اَلَمۡ تَرَ کَیۡفَ فَعَلَ رَبُّکَ بِاَصۡحٰبِ الۡفِیۡلِ ؕ﴿۱﴾
Alam tara kaifa fa'ala rabboeka bie ashaabiel fieel
105:1 Heb je niet gezien hoe jou Heer handelde met de mensen (in het leger) van de olifant.

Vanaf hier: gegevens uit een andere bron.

//! Shared fixtures for execution tests.

#![allow(dead_code)]

use clgrind_core::ir::{AddressSpace, Function, KernelArgInfo, ModuleBuilder};
use clgrind_core::{Capabilities, Context, Diagnostic, DiagnosticKind, Kernel, Plugin, SimulatorConfig};
use parking_lot::Mutex;
use std::sync::Arc;

/// Plugin that keeps every surfaced diagnostic.
#[derive(Default)]
pub struct Collected {
    pub diagnostics: Mutex<Vec<Diagnostic>>,
}

impl Collected {
    pub fn kinds(&self) -> Vec<DiagnosticKind> {
        self.diagnostics.lock().iter().map(|d| d.kind).collect()
    }

    pub fn messages(&self) -> Vec<String> {
        self.diagnostics.lock().iter().map(|d| d.message.clone()).collect()
    }
}

impl Plugin for Collected {
    fn name(&self) -> &str {
        "collected"
    }

    fn capabilities(&self) -> Capabilities {
        Capabilities::LOG
    }

    fn log(&self, diagnostic: &Diagnostic) {
        self.diagnostics.lock().push(diagnostic.clone());
    }
}

/// Serial context with a diagnostic collector attached.
pub fn context() -> (Context, Arc<Collected>) {
    let collected = Arc::new(Collected::default());
    let mut context = Context::new(SimulatorConfig::serial());
    context.add_plugin(collected.clone());
    (context, collected)
}

pub fn global_ptr(name: &str) -> KernelArgInfo {
    KernelArgInfo::pointer(name, "int*", AddressSpace::Global)
}

pub fn local_ptr(name: &str) -> KernelArgInfo {
    KernelArgInfo::pointer(name, "int*", AddressSpace::Local)
}

/// Wrap a single kernel function in a module.
pub fn kernel(function: Function, args: Vec<KernelArgInfo>, uniform: bool) -> Kernel {
    let name = function.name.clone();
    let mut module = ModuleBuilder::new("test");
    module.add_kernel(function, args, uniform);
    Kernel::new(Arc::new(module.build().unwrap()), &name).unwrap()
}

pub fn read_u32s(context: &Context, address: u64, count: usize) -> Vec<u32> {
    context
        .read_buffer(address, count as u64 * 4)
        .unwrap()
        .chunks_exact(4)
        .map(|c| u32::from_le_bytes([c[0], c[1], c[2], c[3]]))
        .collect()
}

pub fn u32_bytes(values: &[u32]) -> Vec<u8> {
    values.iter().flat_map(|v| v.to_le_bytes()).collect()
}
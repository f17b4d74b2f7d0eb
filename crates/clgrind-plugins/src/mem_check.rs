//! Buffer access checks
//!
//! Warns when a kernel reads a buffer argument declared write-only or
//! writes one declared read-only, and when the host writes into a region it
//! mapped for reading only.

use clgrind_core::ir::{AccessQualifier, AddressSpace, Module};
use clgrind_core::{
    ArgValue, AtomicOp, Capabilities, Diagnostic, DiagnosticKind, DiagnosticSink, Entity, KernelInvocation, MapFlags,
    Memory, Plugin,
};
use parking_lot::{Mutex, RwLock};
use std::collections::HashMap;
use std::sync::Arc;

#[derive(Debug, Clone)]
struct ArgAccess {
    name: String,
    access: AccessQualifier,
}

#[derive(Debug, Default)]
struct KernelArgs {
    module: Option<Arc<Module>>,
    /// By buffer index in global memory
    buffers: HashMap<usize, ArgAccess>,
}

/// A host mapping without write access.
#[derive(Debug, Clone, Copy, PartialEq, Eq)]
struct ReadMapping {
    memory: u64,
    address: u64,
    size: u64,
}

impl ReadMapping {
    fn overlaps(&self, memory: u64, address: u64, size: u64) -> bool {
        self.memory == memory && address < self.address + self.size && self.address < address + size
    }
}

/// Checks buffer accesses against declared access qualifiers and host
/// mappings.
#[derive(Debug)]
pub struct MemCheck {
    sink: DiagnosticSink,
    args: RwLock<KernelArgs>,
    mappings: Mutex<Vec<ReadMapping>>,
}

impl MemCheck {
    pub fn new(sink: DiagnosticSink) -> Self {
        Self {
            sink,
            args: RwLock::new(KernelArgs::default()),
            mappings: Mutex::new(Vec::new()),
        }
    }

    fn check(&self, entity: Entity<'_>, memory: &Memory, address: u64, store: bool) {
        if memory.space() != AddressSpace::Global {
            return;
        }
        let args = self.args.read();
        let Some(arg) = args.buffers.get(&memory.extract_buffer(address)) else {
            return;
        };
        let message = match (arg.access, store) {
            (AccessQualifier::ReadOnly, true) => format!("Write to read-only argument '{}'", arg.name),
            (AccessQualifier::WriteOnly, false) => format!("Read from write-only argument '{}'", arg.name),
            _ => return,
        };

        let mut diagnostic = Diagnostic::warning(DiagnosticKind::InvalidAccess, message).with_entity(entity.coords());
        if let Some(at) = entity.as_work_item().and_then(|item| item.current_instruction()) {
            let loc = args
                .module
                .as_ref()
                .and_then(|m| m.instruction(at))
                .and_then(|i| i.debug_loc.clone());
            diagnostic = diagnostic.at(at, loc);
        }
        drop(args);
        self.sink.log(diagnostic);
    }
}

impl Plugin for MemCheck {
    fn name(&self) -> &str {
        "mem-check"
    }

    fn capabilities(&self) -> Capabilities {
        Capabilities::KERNEL | Capabilities::MEMORY | Capabilities::HOST_MEMORY
    }

    fn kernel_begin(&self, invocation: &KernelInvocation<'_>) {
        let kernel = invocation.kernel();
        let memory = invocation.context().global_memory();
        let mut buffers = HashMap::new();
        for (index, info) in kernel.info().args.iter().enumerate() {
            if info.access == AccessQualifier::ReadWrite {
                continue;
            }
            if let Some(ArgValue::Buffer(address)) = kernel.arg(index) {
                if *address != 0 {
                    buffers.insert(
                        memory.extract_buffer(*address),
                        ArgAccess {
                            name: info.name.clone(),
                            access: info.access,
                        },
                    );
                }
            }
        }
        *self.args.write() = KernelArgs {
            module: Some(Arc::clone(kernel.module())),
            buffers,
        };
    }

    fn kernel_end(&self, _invocation: &KernelInvocation<'_>) {
        *self.args.write() = KernelArgs::default();
    }

    fn memory_load(&self, entity: Entity<'_>, memory: &Memory, address: u64, _size: u64) {
        self.check(entity, memory, address, false);
    }

    fn memory_store(&self, entity: Entity<'_>, memory: &Memory, address: u64, _data: &[u8]) {
        self.check(entity, memory, address, true);
    }

    fn memory_atomic_load(&self, entity: Entity<'_>, memory: &Memory, _op: AtomicOp, address: u64, _size: u64) {
        self.check(entity, memory, address, false);
    }

    fn memory_atomic_store(&self, entity: Entity<'_>, memory: &Memory, _op: AtomicOp, address: u64, _size: u64) {
        self.check(entity, memory, address, true);
    }

    fn memory_map(&self, memory: &Memory, address: u64, size: u64, flags: MapFlags) {
        if !flags.contains(MapFlags::WRITE) {
            self.mappings.lock().push(ReadMapping {
                memory: memory.id(),
                address,
                size,
            });
        }
    }

    fn memory_unmap(&self, memory: &Memory, address: u64, size: u64, _flags: MapFlags) {
        let mut mappings = self.mappings.lock();
        if let Some(pos) = mappings
            .iter()
            .position(|m| m.memory == memory.id() && m.address == address && m.size == size)
        {
            mappings.remove(pos);
        }
    }

    fn host_memory_store(&self, memory: &Memory, address: u64, data: &[u8]) {
        let mapped = self
            .mappings
            .lock()
            .iter()
            .any(|m| m.overlaps(memory.id(), address, data.len() as u64));
        if mapped {
            self.sink.log(Diagnostic::warning(
                DiagnosticKind::InvalidAccess,
                format!("Host write to buffer region at {address:#x} that is mapped for reading"),
            ));
        }
    }
}

#[cfg(test)]
mod tests {
    use super::*;

    #[test]
    fn test_read_mapping_overlap() {
        let mapping = ReadMapping {
            memory: 1,
            address: 0x100,
            size: 16,
        };
        assert!(mapping.overlaps(1, 0x10c, 8));
        assert!(!mapping.overlaps(1, 0x110, 8));
        assert!(!mapping.overlaps(2, 0x100, 4));
        assert!(mapping.overlaps(1, 0xf0, 0x11));
    }
}
//! Buffer access checks and instruction counts

mod common;

use clgrind_core::ir::{AccessQualifier, AddressSpace, BinaryOp, FunctionBuilder, KernelArgInfo, Type};
use clgrind_core::{ArgValue, DiagnosticKind, LaunchConfig, MapFlags, MemFlags, Severity};
use clgrind_plugins::PluginConfig;
use common::*;

fn qualified(name: &str, access: AccessQualifier) -> KernelArgInfo {
    global_ptr(name).with_access(access)
}

#[test]
fn test_store_to_read_only_argument() {
    let mut f = FunctionBuilder::new("overwrite", &[("input", GLOBAL), ("output", GLOBAL)], Type::Void);
    let value = f.load(Type::I32, f.param(1));
    f.store(value, f.param(0));
    f.ret_void();
    let args = vec![
        qualified("input", AccessQualifier::ReadOnly),
        qualified("output", AccessQualifier::WriteOnly),
    ];
    let mut kernel = kernel(f.finish(), args);

    let (context, _, collector) = context(PluginConfig::default());
    let input = context.create_buffer_with_data(&u32_bytes(&[1]), MemFlags::empty()).unwrap();
    let output = context.create_buffer_with_data(&u32_bytes(&[2]), MemFlags::empty()).unwrap();
    kernel.set_arg(0, ArgValue::Buffer(input)).unwrap();
    kernel.set_arg(1, ArgValue::Buffer(output)).unwrap();
    context.run_kernel(&kernel, LaunchConfig::new_1d(2, 2)).unwrap();

    let found = collector.of_kind(DiagnosticKind::InvalidAccess);
    let messages: Vec<&str> = found.iter().map(|d| d.message.as_str()).collect();
    assert!(messages.contains(&"Read from write-only argument 'output'"));
    assert!(messages.contains(&"Write to read-only argument 'input'"));
    assert!(found.iter().all(|d| d.severity == Severity::Warning));
    // one per work-item and instruction
    assert_eq!(found.len(), 4);
}

#[test]
fn test_read_write_arguments_are_unchecked() {
    let mut f = FunctionBuilder::new("inc", &[("data", GLOBAL)], Type::Void);
    let value = f.load(Type::I32, f.param(0));
    let value = f.binary(BinaryOp::Add, value, f.const_i32(1));
    f.store(value, f.param(0));
    f.ret_void();
    let mut kernel = kernel(f.finish(), vec![global_ptr("data")]);

    let (context, _, collector) = context(PluginConfig::default());
    let data = context.create_buffer_with_data(&u32_bytes(&[1]), MemFlags::empty()).unwrap();
    kernel.set_arg(0, ArgValue::Buffer(data)).unwrap();
    context.run_kernel(&kernel, LaunchConfig::new_1d(1, 1)).unwrap();
    assert!(collector.is_empty());
}

#[test]
fn test_host_write_into_read_mapping() {
    let (context, _, collector) = context(PluginConfig::default());
    let buffer = context.create_buffer_with_data(&[0; 16], MemFlags::empty()).unwrap();

    let mapping = context.map_buffer(buffer, 8, MapFlags::READ).unwrap();
    context.write_buffer(buffer + 8, &[1; 8]).unwrap();
    assert!(collector.is_empty());
    context.write_buffer(buffer + 4, &[1; 4]).unwrap();
    assert_eq!(collector.count(DiagnosticKind::InvalidAccess), 1);

    context.unmap_buffer(mapping).unwrap();
    collector.clear();
    context.write_buffer(buffer, &[2; 4]).unwrap();
    assert!(collector.is_empty());
}

#[test]
fn test_write_mapping_is_not_checked() {
    let (context, _, collector) = context(PluginConfig::default());
    let buffer = context.create_buffer_with_data(&[0; 8], MemFlags::empty()).unwrap();
    let mut mapping = context.map_buffer(buffer, 8, MapFlags::READ | MapFlags::WRITE).unwrap();
    mapping.data.fill(3);
    context.write_buffer(buffer, &[1; 8]).unwrap();
    context.unmap_buffer(mapping).unwrap();
    assert!(collector.is_empty());
    assert_eq!(context.read_buffer(buffer, 8).unwrap(), vec![3; 8]);
}

#[test]
fn test_instruction_counts() {
    let mut f = FunctionBuilder::new("vec_add", &[("a", GLOBAL), ("b", GLOBAL), ("out", GLOBAL)], Type::Void);
    let gid = global_id(&mut f);
    let pa = f.gep(Type::I32, f.param(0), vec![gid.clone()]);
    let a = f.load(Type::I32, pa);
    let pb = f.gep(Type::I32, f.param(1), vec![gid.clone()]);
    let b = f.load(Type::I32, pb);
    let sum = f.binary(BinaryOp::Add, a, b);
    let pout = f.gep(Type::I32, f.param(2), vec![gid]);
    f.store(sum, pout);
    f.ret_void();
    let mut kernel = kernel(f.finish(), vec![global_ptr("a"), global_ptr("b"), global_ptr("out")]);

    let config = PluginConfig {
        instruction_counts: true,
        ..PluginConfig::default()
    };
    let (context, installed, collector) = context(config);
    let a = context.create_buffer_with_data(&u32_bytes(&[1; 8]), MemFlags::empty()).unwrap();
    let b = context.create_buffer_with_data(&u32_bytes(&[2; 8]), MemFlags::empty()).unwrap();
    let out = context.create_buffer(32, MemFlags::empty()).unwrap();
    kernel.set_arg(0, ArgValue::Buffer(a)).unwrap();
    kernel.set_arg(1, ArgValue::Buffer(b)).unwrap();
    kernel.set_arg(2, ArgValue::Buffer(out)).unwrap();
    context.run_kernel(&kernel, LaunchConfig::new_1d(8, 4)).unwrap();
    assert!(collector.is_empty());

    let report = installed.instruction_counter.unwrap().report();
    assert_eq!(report.kernel.as_deref(), Some("vec_add"));
    assert_eq!(report.count("getelementptr"), 24);
    assert_eq!(report.count("load"), 16);
    assert_eq!(report.count("add"), 8);
    assert_eq!(report.count("store"), 8);
    assert_eq!(report.count("call"), 8);
    assert_eq!(report.count("ret"), 8);
    assert_eq!(report.total(), 72);
    assert_eq!(report.instructions[0], ("getelementptr".to_string(), 24));
    assert_eq!(report.calls, vec![("get_global_id".to_string(), 8)]);

    let global = report.traffic(AddressSpace::Global).unwrap();
    assert_eq!((global.loaded, global.stored), (64, 32));
    assert!(report.traffic(AddressSpace::Local).is_none());

    let json = report.to_json().unwrap();
    assert!(json.contains("\"kernel\": \"vec_add\""));
    assert!(report.to_string().contains("Instructions executed for kernel 'vec_add':"));
}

اَلَمۡ یَجۡعَلۡ کَیۡدَہُمۡ فِیۡ تَضۡلِیۡلٍ ۙ﴿۲﴾
Alam yadj'al kai dahoem fiee tad lieel
105:2 Heeft Hij hun plannen niet ontkracht,
وَّ اَرۡسَلَ عَلَیۡہِمۡ طَیۡرًا اَبَابِیۡلَ ۙ﴿۳﴾
Wa arsala 'alaihiem tairan abaabieel
105:3 en vogels in zwermen tegen hen gezonden,
تَرۡمِیۡہِمۡ بِحِجَارَۃٍ مِّنۡ سِجِّیۡلٍ ۪ۙ﴿۴﴾
Tar mieehiem bie hie djaaratiem mien siedj djieel
105:4 die hen aanvielen met stenen van gebakken klei?
فَجَعَلَہُمۡ کَعَصۡفٍ مَّاۡکُوۡلٍ ﴿۵﴾
Fadja 'alahoem ka'asfiem m'akoel
105:5 Dus maakte Hij hen netals stro waarop is gekauwd.